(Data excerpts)
^^^^^^^^

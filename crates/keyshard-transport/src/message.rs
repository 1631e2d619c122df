//! Signed message envelope.
//!
//! `id` is the hex SHA-256 of the JSON array
//! `[pubkey, createdAt, kind, tags, content]`, and `sig` is the hex Ed25519
//! signature by `pubkey` over the 32 raw id bytes. Relays never see anything
//! but ciphertext in `content`.

use keyshard_core::{KeyshardError, KeyshardResult};
use keyshard_crypto::{Keypair, PublicKey};
use serde::{Deserialize, Serialize};
use sha2::{Digest, Sha256};

/// Kind of a message carrying one encrypted shard to one trustee.
pub const SHARD_KIND: u32 = 21_059;

/// Kind of the owner's self-encrypted backup manifest.
pub const METADATA_KIND: u32 = 30_059;

/// Value of the `d` tag every manifest carries.
pub const METADATA_TAG: &str = "keyshard-backup-metadata";

#[derive(Debug, Clone, PartialEq, Eq, Serialize, Deserialize)]
#[serde(rename_all = "camelCase")]
pub struct SignedMessage {
    pub id: String,
    /// Hex public key of the author
    pub pubkey: String,
    /// Unix seconds
    pub created_at: u64,
    pub kind: u32,
    pub tags: Vec<Vec<String>>,
    pub content: String,
    pub sig: String,
}

fn compute_id(
    pubkey: &str,
    created_at: u64,
    kind: u32,
    tags: &[Vec<String>],
    content: &str,
) -> KeyshardResult<[u8; 32]> {
    let canonical = serde_json::to_string(&(pubkey, created_at, kind, tags, content))
        .map_err(|e| KeyshardError::InvalidPayload(format!("serializing message: {e}")))?;
    Ok(Sha256::digest(canonical.as_bytes()).into())
}

impl SignedMessage {
    /// Build and sign a message authored by `author`.
    pub fn sign(
        author: &Keypair,
        kind: u32,
        created_at: u64,
        tags: Vec<Vec<String>>,
        content: String,
    ) -> KeyshardResult<Self> {
        let pubkey = author.public().to_hex();
        let id = compute_id(&pubkey, created_at, kind, &tags, &content)?;
        let sig = author.sign(&id);
        Ok(Self {
            id: hex::encode(id),
            pubkey,
            created_at,
            kind,
            tags,
            content,
            sig: hex::encode(sig),
        })
    }

    /// Check that the id commits to the content and the signature to the id.
    pub fn verify(&self) -> KeyshardResult<()> {
        let expected = compute_id(
            &self.pubkey,
            self.created_at,
            self.kind,
            &self.tags,
            &self.content,
        )?;
        if hex::encode(expected) != self.id {
            return Err(KeyshardError::InvalidPayload(format!(
                "message {} id does not match its content",
                self.id
            )));
        }
        let sig = hex::decode(&self.sig)
            .map_err(|e| KeyshardError::InvalidKey(format!("signature is not hex: {e}")))?;
        self.author()?.verify(&expected, &sig)
    }

    pub fn author(&self) -> KeyshardResult<PublicKey> {
        PublicKey::from_hex(&self.pubkey)
    }

    /// First value of the first tag named `key`.
    pub fn tag_value(&self, key: &str) -> Option<&str> {
        self.tags
            .iter()
            .find(|t| t.first().map(String::as_str) == Some(key))
            .and_then(|t| t.get(1))
            .map(String::as_str)
    }

    pub fn has_tag(&self, key: &str, value: &str) -> bool {
        self.tags.iter().any(|t| {
            t.first().map(String::as_str) == Some(key) && t.get(1).map(String::as_str) == Some(value)
        })
    }

    pub fn to_bytes(&self) -> anyhow::Result<Vec<u8>> {
        serde_json::to_vec(self).map_err(|e| anyhow::anyhow!("serializing SignedMessage: {e}"))
    }

    pub fn from_bytes(data: &[u8]) -> anyhow::Result<Self> {
        serde_json::from_slice(data).map_err(|e| anyhow::anyhow!("deserializing SignedMessage: {e}"))
    }
}

/// `["p", <pubkey>]`: addresses a message to a recipient.
pub fn recipient_tag(pubkey: &str) -> Vec<String> {
    vec!["p".into(), pubkey.into()]
}

/// `["d", "keyshard-backup-metadata"]`: marks a manifest.
pub fn metadata_tag() -> Vec<String> {
    vec!["d".into(), METADATA_TAG.into()]
}
//! keyshard-transport: how shard and manifest messages reach relays
//!
//! Relays are opaque string endpoints. Every message is a [`SignedMessage`]
//! whose id commits to its content and whose signature commits to the id;
//! relays store messages by id and answer queries by id or by author + tag.
//!
//! Implementations:
//!   - [`MemoryTransport`]: in-process relays with fault injection
//!   - [`DirTransport`]: one JSON file per relay under a root directory

pub mod dir;
pub mod memory;
pub mod message;

use anyhow::Result;
use async_trait::async_trait;

pub use dir::DirTransport;
pub use memory::MemoryTransport;
pub use message::{
    metadata_tag, recipient_tag, SignedMessage, METADATA_KIND, METADATA_TAG, SHARD_KIND,
};

/// Outcome of a publish that reached at least one relay.
#[derive(Debug, Clone, PartialEq, Eq)]
pub struct PublishReceipt {
    pub id: String,
    /// Relays that stored the message
    pub accepted: Vec<String>,
    /// Relays that refused or were unreachable, with the reason
    pub rejected: Vec<(String, String)>,
}

/// The pub/sub collaborator.
///
/// Each relay may fail independently. `publish` succeeds when at least one
/// relay accepts; the fetch calls return whatever the reachable relays hold
/// (deduplicated by id) and fail only when no relay answered.
#[async_trait]
pub trait Transport: Send + Sync {
    async fn publish(&self, message: &SignedMessage, relays: &[String]) -> Result<PublishReceipt>;

    async fn fetch_by_ids(&self, ids: &[String], relays: &[String]) -> Result<Vec<SignedMessage>>;

    async fn fetch_by_author_and_tag(
        &self,
        author: &str,
        tag_key: &str,
        tag_value: &str,
        relays: &[String],
    ) -> Result<Vec<SignedMessage>>;
}

/// Merge per-relay results, keeping the first copy of each id.
pub(crate) fn merge_unique(
    acc: &mut Vec<SignedMessage>,
    found: impl IntoIterator<Item = SignedMessage>,
) {
    for msg in found {
        if !acc.iter().any(|m| m.id == msg.id) {
            acc.push(msg);
        }
    }
}

/// Current unix time in seconds.
pub fn now() -> u64 {
    std::time::SystemTime::now()
        .duration_since(std::time::UNIX_EPOCH)
        .unwrap_or_default()
        .as_secs()
}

^^^^^^^^

= TASK STATEMENT =
Please return all of the records exactly as they appear.

= RESPONSE FOR THIS EXERCISE =
filename crates/keyshard-transport/src/message.rs
repository 1631e2d619c122df
//! Signed message envelope.
//!
//! `id` is the hex SHA-256 of the JSON array
//! `[pubkey, createdAt, kind, tags, content]`, and `sig` is the hex Ed25519
//! signature by `pubkey` over the 32 raw id bytes. Relays never see anything
//! but ciphertext in `content`.

use keyshard_core::{KeyshardError, KeyshardResult};
use keyshard_crypto::{Keypair, PublicKey};
use serde::{Deserialize, Serialize};
use sha2::{Digest, Sha256};

/// Kind of a message carrying one encrypted shard to one trustee.
pub const SHARD_KIND: u32 = 21_059;

/// Kind of the owner's self-encrypted backup manifest.
pub const METADATA_KIND: u32 = 30_059;

/// Value of the `d` tag every manifest carries.
pub const METADATA_TAG: &str = "keyshard-backup-metadata";

#[derive(Debug, Clone, PartialEq, Eq, Serialize, Deserialize)]
#[serde(rename_all = "camelCase")]
pub struct SignedMessage {
    pub id: String,
    /// Hex public key of the author
    pub pubkey: String,
    /// Unix seconds
    pub created_at: u64,
    pub kind: u32,
    pub tags: Vec<Vec<String>>,
    pub content: String,
    pub sig: String,
}

fn compute_id(
    pubkey: &str,
    created_at: u64,
    kind: u32,
    tags: &[Vec<String>],
    content: &str,
) -> KeyshardResult<[u8; 32]> {
    let canonical = serde_json::to_string(&(pubkey, created_at, kind, tags, content))
        .map_err(|e| KeyshardError::InvalidPayload(format!("serializing message: {e}")))?;
    Ok(Sha256::digest(canonical.as_bytes()).into())
}

impl SignedMessage {
    /// Build and sign a message authored by `author`.
    pub fn sign(
        author: &Keypair,
        kind: u32,
        created_at: u64,
        tags: Vec<Vec<String>>,
        content: String,
    ) -> KeyshardResult<Self> {
        let pubkey = author.public().to_hex();
        let id = compute_id(&pubkey, created_at, kind, &tags, &content)?;
        let sig = author.sign(&id);
        Ok(Self {
            id: hex::encode(id),
            pubkey,
            created_at,
            kind,
            tags,
            content,
            sig: hex::encode(sig),
        })
    }

    /// Check that the id commits to the content and the signature to the id.
    pub fn verify(&self) -> KeyshardResult<()> {
        let expected = compute_id(
            &self.pubkey,
            self.created_at,
            self.kind,
            &self.tags,
            &self.content,
        )?;
        if hex::encode(expected) != self.id {
            return Err(KeyshardError::InvalidPayload(format!(
                "message {} id does not match its content",
                self.id
            )));
        }
        let sig = hex::decode(&self.sig)
            .map_err(|e| KeyshardError::InvalidKey(format!("signature is not hex: {e}")))?;
        self.author()?.verify(&expected, &sig)
    }

    pub fn author(&self) -> KeyshardResult<PublicKey> {
        PublicKey::from_hex(&self.pubkey)
    }

    /// First value of the first tag named `key`.
    pub fn tag_value(&self, key: &str) -> Option<&str> {
        self.tags
            .iter()
            .find(|t| t.first().map(String::as_str) == Some(key))
            .and_then(|t| t.get(1))
            .map(String::as_str)
    }

    pub fn has_tag(&self, key: &str, value: &str) -> bool {
        self.tags.iter().any(|t| {
            t.first().map(String::as_str) == Some(key) && t.get(1).map(String::as_str) == Some(value)
        })
    }

    pub fn to_bytes(&self) -> anyhow::Result<Vec<u8>> {
        serde_json::to_vec(self).map_err(|e| anyhow::anyhow!("serializing SignedMessage: {e}"))
    }

    pub fn from_bytes(data: &[u8]) -> anyhow::Result<Self> {
        serde_json::from_slice(data).map_err(|e| anyhow::anyhow!("deserializing SignedMessage: {e}"))
    }
}

/// `["p", <pubkey>]`: addresses a message to a recipient.
pub fn recipient_tag(pubkey: &str) -> Vec<String> {
    vec!["p".into(), pubkey.into()]
}

/// `["d", "keyshard-backup-metadata"]`: marks a manifest.
pub fn metadata_tag() -> Vec<String> {
    vec!["d".into(), METADATA_TAG.into()]
}
//! keyshard-transport: how shard and manifest messages reach relays
//!
//! Relays are opaque string endpoints. Every message is a [`SignedMessage`]
//! whose id commits to its content and whose signature commits to the id;
//! relays store messages by id and answer queries by id or by author + tag.
//!
//! Implementations:
//!   - [`MemoryTransport`]: in-process relays with fault injection
//!   - [`DirTransport`]: one JSON file per relay under a root directory

pub mod dir;
pub mod memory;
pub mod message;

use anyhow::Result;
use async_trait::async_trait;

pub use dir::DirTransport;
pub use memory::MemoryTransport;
pub use message::{
    metadata_tag, recipient_tag, SignedMessage, METADATA_KIND, METADATA_TAG, SHARD_KIND,
};

/// Outcome of a publish that reached at least one relay.
#[derive(Debug, Clone, PartialEq, Eq)]
pub struct PublishReceipt {
    pub id: String,
    /// Relays that stored the message
    pub accepted: Vec<String>,
    /// Relays that refused or were unreachable, with the reason
    pub rejected: Vec<(String, String)>,
}

/// The pub/sub collaborator.
///
/// Each relay may fail independently. `publish` succeeds when at least one
/// relay accepts; the fetch calls return whatever the reachable relays hold
/// (deduplicated by id) and fail only when no relay answered.
#[async_trait]
pub trait Transport: Send + Sync {
    async fn publish(&self, message: &SignedMessage, relays: &[String]) -> Result<PublishReceipt>;

    async fn fetch_by_ids(&self, ids: &[String], relays: &[String]) -> Result<Vec<SignedMessage>>;

    async fn fetch_by_author_and_tag(
        &self,
        author: &str,
        tag_key: &str,
        tag_value: &str,
        relays: &[String],
    ) -> Result<Vec<SignedMessage>>;
}

/// Merge per-relay results, keeping the first copy of each id.
pub(crate) fn merge_unique(
    acc: &mut Vec<SignedMessage>,
    found: impl IntoIterator<Item = SignedMessage>,
) {
    for msg in found {
        if !acc.iter().any(|m| m.id == msg.id) {
            acc.push(msg);
        }
    }
}

/// Current unix time in seconds.
pub fn now() -> u64 {
    std::time::SystemTime::now()
        .duration_since(std::time::UNIX_EPOCH)
        .unwrap_or_default()
        .as_secs()
}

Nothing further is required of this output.